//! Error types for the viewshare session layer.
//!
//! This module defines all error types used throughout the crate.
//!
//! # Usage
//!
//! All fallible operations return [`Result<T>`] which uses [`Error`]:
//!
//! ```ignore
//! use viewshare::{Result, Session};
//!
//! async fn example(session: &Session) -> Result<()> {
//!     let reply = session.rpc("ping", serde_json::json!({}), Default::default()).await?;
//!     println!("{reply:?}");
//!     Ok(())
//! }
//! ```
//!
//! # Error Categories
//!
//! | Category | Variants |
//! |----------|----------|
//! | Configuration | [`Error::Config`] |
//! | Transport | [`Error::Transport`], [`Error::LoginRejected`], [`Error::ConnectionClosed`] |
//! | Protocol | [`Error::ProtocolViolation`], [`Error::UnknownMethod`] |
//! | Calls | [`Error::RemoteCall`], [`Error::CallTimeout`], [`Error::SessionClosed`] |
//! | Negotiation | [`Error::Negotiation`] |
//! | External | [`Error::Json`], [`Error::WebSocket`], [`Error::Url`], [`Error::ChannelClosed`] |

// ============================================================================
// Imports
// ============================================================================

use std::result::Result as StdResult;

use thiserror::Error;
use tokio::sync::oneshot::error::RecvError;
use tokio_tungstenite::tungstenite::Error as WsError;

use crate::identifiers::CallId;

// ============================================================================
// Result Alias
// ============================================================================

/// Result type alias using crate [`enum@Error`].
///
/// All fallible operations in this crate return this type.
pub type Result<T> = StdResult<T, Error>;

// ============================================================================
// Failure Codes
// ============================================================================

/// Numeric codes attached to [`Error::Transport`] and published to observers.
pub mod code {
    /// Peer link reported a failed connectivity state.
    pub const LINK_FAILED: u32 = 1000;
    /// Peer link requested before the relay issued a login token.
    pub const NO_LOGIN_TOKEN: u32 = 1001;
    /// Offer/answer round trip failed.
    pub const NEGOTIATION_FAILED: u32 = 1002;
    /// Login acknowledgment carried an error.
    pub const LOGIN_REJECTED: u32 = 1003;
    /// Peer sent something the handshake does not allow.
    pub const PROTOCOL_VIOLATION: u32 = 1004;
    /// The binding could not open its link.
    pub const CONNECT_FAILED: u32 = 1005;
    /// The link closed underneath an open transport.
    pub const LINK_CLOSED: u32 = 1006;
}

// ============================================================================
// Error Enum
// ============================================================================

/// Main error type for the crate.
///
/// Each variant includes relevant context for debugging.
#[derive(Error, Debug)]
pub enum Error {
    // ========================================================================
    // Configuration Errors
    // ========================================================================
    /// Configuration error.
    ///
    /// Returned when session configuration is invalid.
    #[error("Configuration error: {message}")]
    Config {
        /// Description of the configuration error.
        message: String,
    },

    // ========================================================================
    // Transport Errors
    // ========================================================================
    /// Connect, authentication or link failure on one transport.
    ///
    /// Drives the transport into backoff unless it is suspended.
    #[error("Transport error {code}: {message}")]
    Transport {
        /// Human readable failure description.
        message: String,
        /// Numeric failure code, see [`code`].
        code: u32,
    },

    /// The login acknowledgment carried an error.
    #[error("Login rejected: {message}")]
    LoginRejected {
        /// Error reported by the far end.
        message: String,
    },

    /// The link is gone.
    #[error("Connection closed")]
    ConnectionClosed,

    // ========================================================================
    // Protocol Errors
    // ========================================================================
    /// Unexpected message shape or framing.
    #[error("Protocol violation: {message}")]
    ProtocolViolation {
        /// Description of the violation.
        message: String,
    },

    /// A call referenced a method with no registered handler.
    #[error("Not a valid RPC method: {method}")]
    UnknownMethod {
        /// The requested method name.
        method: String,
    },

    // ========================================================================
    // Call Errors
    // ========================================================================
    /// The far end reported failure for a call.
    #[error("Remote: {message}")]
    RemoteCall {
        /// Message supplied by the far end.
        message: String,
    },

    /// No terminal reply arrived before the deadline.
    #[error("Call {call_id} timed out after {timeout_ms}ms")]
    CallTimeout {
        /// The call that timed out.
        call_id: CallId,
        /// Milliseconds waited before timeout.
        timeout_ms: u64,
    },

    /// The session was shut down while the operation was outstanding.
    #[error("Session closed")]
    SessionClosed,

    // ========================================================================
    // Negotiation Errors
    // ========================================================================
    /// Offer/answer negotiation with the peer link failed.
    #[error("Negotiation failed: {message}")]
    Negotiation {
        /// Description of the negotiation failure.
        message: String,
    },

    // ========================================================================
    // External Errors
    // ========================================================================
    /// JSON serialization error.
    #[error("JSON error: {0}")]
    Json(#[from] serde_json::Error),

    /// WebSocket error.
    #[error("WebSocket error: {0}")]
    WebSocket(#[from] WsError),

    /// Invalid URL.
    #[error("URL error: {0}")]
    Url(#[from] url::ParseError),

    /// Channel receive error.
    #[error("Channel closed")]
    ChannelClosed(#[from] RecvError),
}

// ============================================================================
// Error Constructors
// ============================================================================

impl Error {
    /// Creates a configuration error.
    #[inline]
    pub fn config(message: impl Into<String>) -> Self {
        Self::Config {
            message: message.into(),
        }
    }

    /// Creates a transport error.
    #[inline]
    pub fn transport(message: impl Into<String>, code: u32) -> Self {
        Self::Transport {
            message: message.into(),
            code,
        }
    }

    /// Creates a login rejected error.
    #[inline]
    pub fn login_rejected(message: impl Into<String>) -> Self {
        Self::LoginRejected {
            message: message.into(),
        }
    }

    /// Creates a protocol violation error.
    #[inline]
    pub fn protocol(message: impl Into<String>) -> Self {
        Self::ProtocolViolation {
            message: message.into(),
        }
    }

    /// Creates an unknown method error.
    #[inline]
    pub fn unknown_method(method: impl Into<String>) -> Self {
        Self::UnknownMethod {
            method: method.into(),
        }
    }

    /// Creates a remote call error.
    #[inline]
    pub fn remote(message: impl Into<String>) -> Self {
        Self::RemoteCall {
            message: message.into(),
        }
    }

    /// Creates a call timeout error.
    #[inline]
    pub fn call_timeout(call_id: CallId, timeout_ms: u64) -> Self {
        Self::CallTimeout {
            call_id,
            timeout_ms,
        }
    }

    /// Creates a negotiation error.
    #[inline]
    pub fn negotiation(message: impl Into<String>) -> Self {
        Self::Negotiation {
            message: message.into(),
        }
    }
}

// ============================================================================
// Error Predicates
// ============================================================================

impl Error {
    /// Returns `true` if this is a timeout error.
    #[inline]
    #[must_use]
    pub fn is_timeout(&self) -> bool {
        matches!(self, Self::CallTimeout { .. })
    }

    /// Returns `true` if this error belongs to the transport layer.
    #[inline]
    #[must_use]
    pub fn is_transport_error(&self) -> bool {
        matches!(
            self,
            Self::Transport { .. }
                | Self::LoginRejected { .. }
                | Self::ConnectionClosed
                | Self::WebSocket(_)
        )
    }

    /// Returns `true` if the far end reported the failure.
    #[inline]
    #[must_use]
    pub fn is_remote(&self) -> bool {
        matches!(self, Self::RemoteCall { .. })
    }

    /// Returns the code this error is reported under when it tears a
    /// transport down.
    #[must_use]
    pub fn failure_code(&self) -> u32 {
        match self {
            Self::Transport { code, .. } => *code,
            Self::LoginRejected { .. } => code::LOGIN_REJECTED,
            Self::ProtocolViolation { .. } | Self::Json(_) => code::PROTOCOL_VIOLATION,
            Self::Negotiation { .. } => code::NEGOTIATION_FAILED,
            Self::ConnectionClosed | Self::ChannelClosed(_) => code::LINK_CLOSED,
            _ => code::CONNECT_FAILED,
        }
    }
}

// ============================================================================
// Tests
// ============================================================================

* * * * *

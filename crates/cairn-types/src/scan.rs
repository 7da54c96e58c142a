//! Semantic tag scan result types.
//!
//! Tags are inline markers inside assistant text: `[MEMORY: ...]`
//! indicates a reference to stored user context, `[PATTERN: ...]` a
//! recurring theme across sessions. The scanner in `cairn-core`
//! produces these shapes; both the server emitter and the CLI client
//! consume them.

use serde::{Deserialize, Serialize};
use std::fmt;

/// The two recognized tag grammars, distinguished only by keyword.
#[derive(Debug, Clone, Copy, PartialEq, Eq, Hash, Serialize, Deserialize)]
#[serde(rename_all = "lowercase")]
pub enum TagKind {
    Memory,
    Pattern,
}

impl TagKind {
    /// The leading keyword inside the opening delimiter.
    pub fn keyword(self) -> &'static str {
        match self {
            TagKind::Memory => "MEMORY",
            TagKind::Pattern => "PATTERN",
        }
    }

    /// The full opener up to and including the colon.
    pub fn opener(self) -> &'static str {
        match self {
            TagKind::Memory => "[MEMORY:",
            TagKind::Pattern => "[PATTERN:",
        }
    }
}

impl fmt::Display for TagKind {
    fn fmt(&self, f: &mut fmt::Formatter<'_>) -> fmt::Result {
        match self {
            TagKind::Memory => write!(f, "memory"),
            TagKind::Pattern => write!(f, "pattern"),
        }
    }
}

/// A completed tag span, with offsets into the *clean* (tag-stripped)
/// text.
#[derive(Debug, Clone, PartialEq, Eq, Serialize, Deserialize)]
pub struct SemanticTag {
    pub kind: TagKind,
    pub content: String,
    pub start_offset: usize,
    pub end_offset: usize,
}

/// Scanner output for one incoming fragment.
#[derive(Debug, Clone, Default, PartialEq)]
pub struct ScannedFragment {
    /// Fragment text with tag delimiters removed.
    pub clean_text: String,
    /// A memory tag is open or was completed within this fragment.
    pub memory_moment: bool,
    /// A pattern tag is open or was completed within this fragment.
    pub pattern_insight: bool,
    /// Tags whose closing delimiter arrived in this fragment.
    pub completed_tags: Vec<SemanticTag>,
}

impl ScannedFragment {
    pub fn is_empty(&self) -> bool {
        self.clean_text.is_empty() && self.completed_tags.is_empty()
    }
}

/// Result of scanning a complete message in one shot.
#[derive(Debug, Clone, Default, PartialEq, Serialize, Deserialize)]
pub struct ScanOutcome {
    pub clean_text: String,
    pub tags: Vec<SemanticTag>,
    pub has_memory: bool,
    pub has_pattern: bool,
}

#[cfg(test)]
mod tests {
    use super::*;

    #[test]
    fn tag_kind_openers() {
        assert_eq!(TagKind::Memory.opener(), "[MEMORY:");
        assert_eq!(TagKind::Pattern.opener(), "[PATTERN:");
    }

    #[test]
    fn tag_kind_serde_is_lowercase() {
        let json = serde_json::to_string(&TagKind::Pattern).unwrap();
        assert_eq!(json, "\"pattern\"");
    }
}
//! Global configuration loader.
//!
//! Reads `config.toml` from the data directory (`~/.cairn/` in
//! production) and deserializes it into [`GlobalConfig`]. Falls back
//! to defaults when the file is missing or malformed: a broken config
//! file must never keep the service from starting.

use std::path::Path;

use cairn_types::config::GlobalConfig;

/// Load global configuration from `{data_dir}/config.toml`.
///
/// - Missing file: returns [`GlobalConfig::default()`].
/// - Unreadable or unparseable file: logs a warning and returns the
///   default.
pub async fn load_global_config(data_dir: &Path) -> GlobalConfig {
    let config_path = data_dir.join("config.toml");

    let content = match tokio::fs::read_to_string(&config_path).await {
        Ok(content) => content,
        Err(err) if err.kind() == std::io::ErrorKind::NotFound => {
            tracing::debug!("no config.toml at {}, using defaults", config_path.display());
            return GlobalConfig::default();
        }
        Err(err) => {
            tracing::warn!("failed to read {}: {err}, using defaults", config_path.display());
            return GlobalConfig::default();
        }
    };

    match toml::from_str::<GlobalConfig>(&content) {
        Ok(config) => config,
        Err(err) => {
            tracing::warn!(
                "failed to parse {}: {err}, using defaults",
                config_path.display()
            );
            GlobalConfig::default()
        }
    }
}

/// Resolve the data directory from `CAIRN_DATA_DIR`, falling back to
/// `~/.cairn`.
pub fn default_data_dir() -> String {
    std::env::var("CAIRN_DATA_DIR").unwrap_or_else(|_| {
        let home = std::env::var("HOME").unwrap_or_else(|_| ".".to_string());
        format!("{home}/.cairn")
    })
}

* * * * *

_The task:_ "fallible" is the string to look for; please copy every line of the records above where it appears.

_Exercise result:_
//! All fallible operations return [`Result<T>`] which uses [`Error`]:
/// All fallible operations in this crate return this type.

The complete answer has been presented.